Freddie Escobar, the president of the United Firefighters of Los Angeles County (UFLAC), told Breitbart News on Monday that the Palisades Fire was the latest example of the City of Los Angeles being neglected by its leaders.
“I’ve been on the board [of the Los Angeles Fire Department] for 17 years, and for years now, for decades, the LAFD has been neglected by its leaders,” he said. “They have not addressed a woefully understaffed fire department. We need 62 new stations; 100 more firefighters and medics, more engines, trucks, medics. We are woefully understaffed.”
Escobar said the disaster itself was the result of extreme winds and “the man upstairs.” But the sheer scale of the fire — some 24,000 acres burned by the Palisades Fire alone, plus an additional 14,000 acres burned by the Eaton Fire on the eastern side of the city — was the result of a lack of resources, especially personnel, in the hours before the fire.
“Prevented? I don’t know,” he said. “But more could have helped. … If we had the resources that we’ve been asking for, that we need, in a city that’s been neglected by its leaders for decades.”
The scale of the fire has affected the department itself: three firefighters lost their own homes while fighting the Eaton Fire. Moreover, the disaster was compounded by the absence of Mayor Karen Bass, who left to attend a presidential inauguration Ghana despite knowing that extremely high winds, with the potential for spreading fires, were coming.
Firefighters have, privately, been scathing in their condemnation of city leadership, with one telling Breitbart News that firefighters were not “pre-deployed” to handle the Palisades Fire before last Tuesday’s extreme winds because of a lack of personnel resources.
Escobar agreed, saying that L.A. Fire Chief Kristin Crowley had made an “operating funds decision” not to pre-deploy.
“You have to pay overtime,” he explained, noting that the department was reluctant to do so. Indeed, in Bass’s much-criticized budget, which cut expenditures on the fire department by $17.5 million, slashed the overtime budget by over $19 million.
The decision was made “not to staff every single resource which would give you additional manpower with the field on red flag [high wind] days,” Escobar said, noting that “today, tomorrow, we’ve staffed 42 additional engines [and] all of our pumps” in anticipation of the return of the strong Santa Ana winds through Wednesday.

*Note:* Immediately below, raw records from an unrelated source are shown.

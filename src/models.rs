use std::collections::BTreeMap;
use std::fmt;
use std::str::FromStr;

use chrono::NaiveDate;
use serde::{Deserialize, Serialize};
use uuid::Uuid;

use crate::period::MonthKey;

#[derive(Debug, thiserror::Error)]
#[error("unknown {kind} '{value}'")]
pub struct UnknownVariant {
    kind: &'static str,
    value: String,
}

impl UnknownVariant {
    fn new(kind: &'static str, value: &str) -> Self {
        Self {
            kind,
            value: value.to_string(),
        }
    }
}

/// Granularity an aggregate document summarizes.
#[derive(Debug, Clone, Copy, PartialEq, Eq, PartialOrd, Ord, Hash, Serialize, Deserialize)]
#[serde(rename_all = "lowercase")]
pub enum Frequency {
    Month,
    Quarter,
    Year,
}

impl Frequency {
    pub fn as_str(self) -> &'static str {
        match self {
            Frequency::Month => "month",
            Frequency::Quarter => "quarter",
            Frequency::Year => "year",
        }
    }
}

impl fmt::Display for Frequency {
    fn fmt(&self, f: &mut fmt::Formatter<'_>) -> fmt::Result {
        f.write_str(self.as_str())
    }
}

#[derive(Debug, Clone, Copy, PartialEq, Eq, PartialOrd, Ord, Hash, Serialize, Deserialize)]
pub enum Gender {
    Male,
    Female,
    Other,
}

impl Gender {
    pub fn as_str(self) -> &'static str {
        match self {
            Gender::Male => "Male",
            Gender::Female => "Female",
            Gender::Other => "Other",
        }
    }
}

impl FromStr for Gender {
    type Err = UnknownVariant;

    fn from_str(value: &str) -> Result<Self, Self::Err> {
        match value {
            "Male" => Ok(Gender::Male),
            "Female" => Ok(Gender::Female),
            "Other" => Ok(Gender::Other),
            other => Err(UnknownVariant::new("gender", other)),
        }
    }
}

#[derive(Debug, Clone, Copy, PartialEq, Eq, Serialize, Deserialize)]
pub enum EmploymentStatus {
    Active,
    Terminated,
}

impl EmploymentStatus {
    pub fn as_str(self) -> &'static str {
        match self {
            EmploymentStatus::Active => "Active",
            EmploymentStatus::Terminated => "Terminated",
        }
    }
}

impl FromStr for EmploymentStatus {
    type Err = UnknownVariant;

    fn from_str(value: &str) -> Result<Self, Self::Err> {
        match value {
            "Active" => Ok(EmploymentStatus::Active),
            "Terminated" => Ok(EmploymentStatus::Terminated),
            other => Err(UnknownVariant::new("status", other)),
        }
    }
}

pub type GenderDistribution = BTreeMap<Gender, i64>;

/// Pre-computed summary for one `(frequency, period)` pair.
///
/// Everything besides the key is kept as stored and served back unchanged.
/// Only the gender counts are read, and only by the trend window.
#[derive(Debug, Clone, PartialEq, Serialize, Deserialize)]
pub struct AggregateDocument {
    pub frequency: Frequency,
    pub period: String,
    #[serde(flatten)]
    pub fields: serde_json::Map<String, serde_json::Value>,
}

impl AggregateDocument {
    pub fn with_genders(
        frequency: Frequency,
        period: impl Into<String>,
        genders: &GenderDistribution,
    ) -> Self {
        let mut fields = serde_json::Map::new();
        fields.insert("gender_distribution".to_string(), serde_json::json!(genders));
        Self {
            frequency,
            period: period.into(),
            fields,
        }
    }

    /// Count for one category; a missing map, label or non-integer count reads as 0.
    pub fn count(&self, gender: Gender) -> i64 {
        self.fields
            .get("gender_distribution")
            .and_then(|distribution| distribution.get(gender.as_str()))
            .and_then(serde_json::Value::as_i64)
            .unwrap_or(0)
    }
}

/// One month of the diversity trend chart.
#[derive(Debug, Clone, PartialEq, Eq, Serialize)]
pub struct TrendPoint {
    pub period: MonthKey,
    pub male: i64,
    pub female: i64,
    pub other: i64,
}

impl TrendPoint {
    pub fn zero(period: MonthKey) -> Self {
        Self {
            period,
            male: 0,
            female: 0,
            other: 0,
        }
    }
}

#[derive(Debug, Clone, PartialEq, Serialize)]
#[serde(rename_all = "PascalCase")]
pub struct Employee {
    #[serde(rename = "_id")]
    pub id: Uuid,
    #[serde(rename = "EmployeeID")]
    pub employee_number: i64,
    pub first_name: String,
    pub last_name: String,
    pub email: String,
    pub department: String,
    pub position: String,
    pub status: EmploymentStatus,
    pub join_date: NaiveDate,
    #[serde(skip_serializing_if = "Option::is_none")]
    pub exit_date: Option<NaiveDate>,
    pub gender: Gender,
    pub age: i32,
}

/// A validated employee row ready to be stored.
#[derive(Debug, Clone, PartialEq, Deserialize)]
pub struct NewEmployee {
    pub first_name: String,
    pub last_name: String,
    pub email: String,
    pub department: String,
    pub position: String,
    pub status: EmploymentStatus,
    pub join_date: NaiveDate,
    #[serde(default)]
    pub exit_date: Option<NaiveDate>,
    pub gender: Gender,
    pub age: i32,
}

Escobar also faulted the Department of Water and Power for failing to maintain enough water to fight the fires. He read aloud from messages he had received from firefighters on the line: “We had water issues the entire time. Even on the second day… dry hydrants, or hydrants with little to no pressure.” The fact that the Santa Ynez Reservoir atop Pacific Palisades was nearly empty — and had been so since 2022, through two wet winters — was a factor, he said.
He acknowledged that the system of fire hydrants was “not meant for” a wildfire of the scale of the Palisades Fire, noting that the sudden demand for water caused pressure to drop at each available hydrant. Still, he said, there had to be alternative sources made available for emergencies.
Escobar noted the burden on L.A. firefighters included tens of thousands of calls every year to deal with fires started by homeless people, which he estimated at about 100 per day.
“We cannot sustain what is going on, with the calls on the homeless, with the staffing we have today,” Escobar said.
He added that the “shoestring budget” of the fire department had also hampered efforts to clear brush in urban areas, and suggested that decision-making authority on clearing brush from property had been removed from individual stations.
In future planning, he said, firefighters had to be consulted on issues such as water management and urban planning.
Asked about whether the LAFD’s policies of “diversity, equity, and inclusion” (DEI) had affected the department’s ability to hire, Escobar demurred, saying that staffing problems in the department were primarily due to budgeting.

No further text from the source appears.